Portando cartazes e entoando palavras de ordem em defesa do direito à moradia, os manifestantes destacaram que o Jardim dos Lagos é um assentamento antigo e consolidado, formado há mais de 30 anos, com residências permanentes, igrejas, pequenos comércios e uma organização comunitária estruturada ao longo de décadas. Segundo os moradores, a decisão judicial desconsiderou essa realidade social e atingiu de forma genérica famílias com situações jurídicas distintas.

De acordo com representantes da comunidade, há moradores com posse exercida desde a década de 1990 e até mesmo desde os anos 1980. Muitos já firmaram acordos judiciais ao longo do tempo e outros possuem ações de usucapião em estágio avançado, o que, na avaliação dos manifestantes, deveria ter sido analisado de forma individualizada antes de qualquer medida de maior impacto social.

O advogado Daniel Ramalho, que acompanha juridicamente o grupo, esteve no local e reforçou que a manifestação teve caráter ordeiro e institucional. Segundo ele, o objetivo foi dar visibilidade ao caso e demonstrar a preocupação coletiva com os efeitos da sentença. “Estamos falando de centenas de pessoas, famílias inteiras, que vivem aqui há décadas. A decisão foi genérica e acabou colocando todos sob o mesmo rótulo, sem considerar as posses antigas, os acordos já firmados e os direitos consolidados”, afirmou.

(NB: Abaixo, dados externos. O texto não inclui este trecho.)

//! Recursion guard for the description walk.
//!
//! Declared types never recurse unboundedly: the id table hands out a
//! reference for anything already being described. What is left are
//! anonymous structural types nested inside each other, and type arguments
//! of natives. The guard bounds both:
//! 1. **Cycle detection** via a visiting set (`FxHashSet<K>`)
//! 2. **Depth limiting** from the configured `maxDepth`
//! 3. **Iteration bounding** across one generator session
//!
//! # Safety
//!
//! In debug builds, dropping a guard with active entries panics. Every
//! successful [`enter`](RecursionGuard::enter) needs a matching
//! [`leave`](RecursionGuard::leave), including on error paths.

use rustc_hash::FxHashSet;
use std::hash::Hash;

/// Named limit presets.
#[derive(Debug, Clone, Copy, PartialEq, Eq)]
pub enum RecursionProfile {
    /// Walking one reflected type. Depth comes from configuration.
    Description { max_depth: u32 },
    /// Computing identity keys of type arguments.
    IdentityKey,
}

impl RecursionProfile {
    pub const fn max_depth(self) -> u32 {
        match self {
            Self::Description { max_depth } => max_depth,
            Self::IdentityKey => 32,
        }
    }

    pub const fn max_iterations(self) -> u32 {
        match self {
            Self::Description { .. } => 1_000_000,
            Self::IdentityKey => 10_000,
        }
    }
}

/// Result of attempting to enter a recursive computation.
#[derive(Debug, Clone, Copy, PartialEq, Eq)]
pub enum RecursionResult {
    Entered,
    /// This key is already being visited.
    Cycle,
    DepthExceeded,
    IterationExceeded,
}

impl RecursionResult {
    #[inline]
    pub fn is_entered(self) -> bool {
        matches!(self, Self::Entered)
    }

    #[inline]
    pub fn is_exceeded(self) -> bool {
        matches!(self, Self::DepthExceeded | Self::IterationExceeded)
    }
}

pub struct RecursionGuard<K: Hash + Eq + Copy> {
    visiting: FxHashSet<K>,
    depth: u32,
    iterations: u32,
    max_depth: u32,
    max_iterations: u32,
}

impl<K: Hash + Eq + Copy> RecursionGuard<K> {
    pub fn new(max_depth: u32, max_iterations: u32) -> Self {
        Self {
            visiting: FxHashSet::default(),
            depth: 0,
            iterations: 0,
            max_depth,
            max_iterations,
        }
    }

    pub fn with_profile(profile: RecursionProfile) -> Self {
        Self::new(profile.max_depth(), profile.max_iterations())
    }

    /// Try to enter the computation for `key`. On `Entered` the caller
    /// **must** call [`leave`](Self::leave) with the same key.
    pub fn enter(&mut self, key: K) -> RecursionResult {
        self.iterations = self.iterations.saturating_add(1);

        if self.iterations > self.max_iterations {
            return RecursionResult::IterationExceeded;
        }
        if self.depth >= self.max_depth {
            return RecursionResult::DepthExceeded;
        }
        if !self.visiting.insert(key) {
            return RecursionResult::Cycle;
        }

        self.depth += 1;
        RecursionResult::Entered
    }

    pub fn leave(&mut self, key: K) {
        let was_present = self.visiting.remove(&key);
        debug_assert!(
            was_present,
            "RecursionGuard::leave() called with a key that is not in the visiting set"
        );
        self.depth = self.depth.saturating_sub(1);
    }

    /// Run `f` inside a guarded scope; `Err` carries the denial reason.
    pub fn scope<T>(&mut self, key: K, f: impl FnOnce(&mut Self) -> T) -> Result<T, RecursionResult> {
        match self.enter(key) {
            RecursionResult::Entered => {
                let result = f(self);
                self.leave(key);
                Ok(result)
            }
            denied => Err(denied),
        }
    }

    #[inline]
    pub fn is_visiting(&self, key: &K) -> bool {
        self.visiting.contains(key)
    }

    #[inline]
    pub fn depth(&self) -> u32 {
        self.depth
    }

    #[inline]
    pub fn max_depth(&self) -> u32 {
        self.max_depth
    }

    #[inline]
    pub fn iterations(&self) -> u32 {
        self.iterations
    }
}

#[cfg(debug_assertions)]
impl<K: Hash + Eq + Copy> Drop for RecursionGuard<K> {
    fn drop(&mut self) {
        if !std::thread::panicking() && !self.visiting.is_empty() {
            panic!(
                "RecursionGuard dropped with {} active entries still in the visiting set",
                self.visiting.len(),
            );
        }
    }
}

#[cfg(test)]
#[path = "../tests/recursion_tests.rs"]
mod tests;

Ramalho reiterou que a defesa já adotou as medidas cabíveis no processo, com a apresentação de embargos de declaração com efeitos infringentes, e que outros recursos serão utilizados, se necessário. “O Judiciário precisa olhar para esse caso com a sensibilidade e a técnica que um conflito fundiário coletivo exige. Não se trata apenas de um litígio patrimonial, mas de um problema social concreto”, disse.

Durante o ato, moradores também manifestaram receio de que a sentença permita uma execução ampla e indiscriminada por parte da empresa autora da ação, a Chalé Empreendimentos Imobiliários Ltda, o que, segundo eles, aumenta a insegurança jurídica e o temor de remoções forçadas.

Para os participantes da manifestação, o protesto foi uma forma de pedir diálogo, revisão da decisão e respeito à história da comunidade do Jardim dos Lagos. “Aqui é nosso lar. Não somos invasores recentes. Queremos apenas que nossa realidade seja vista e que nossos direitos sejam respeitados”, resumiu um dos moradores presentes.

A mobilização encerrou-se de forma pacífica, e os moradores afirmaram que novas manifestações não estão descartadas, caso não haja reavaliação da decisão ou avanço no diálogo institucional sobre o futuro da comunidade.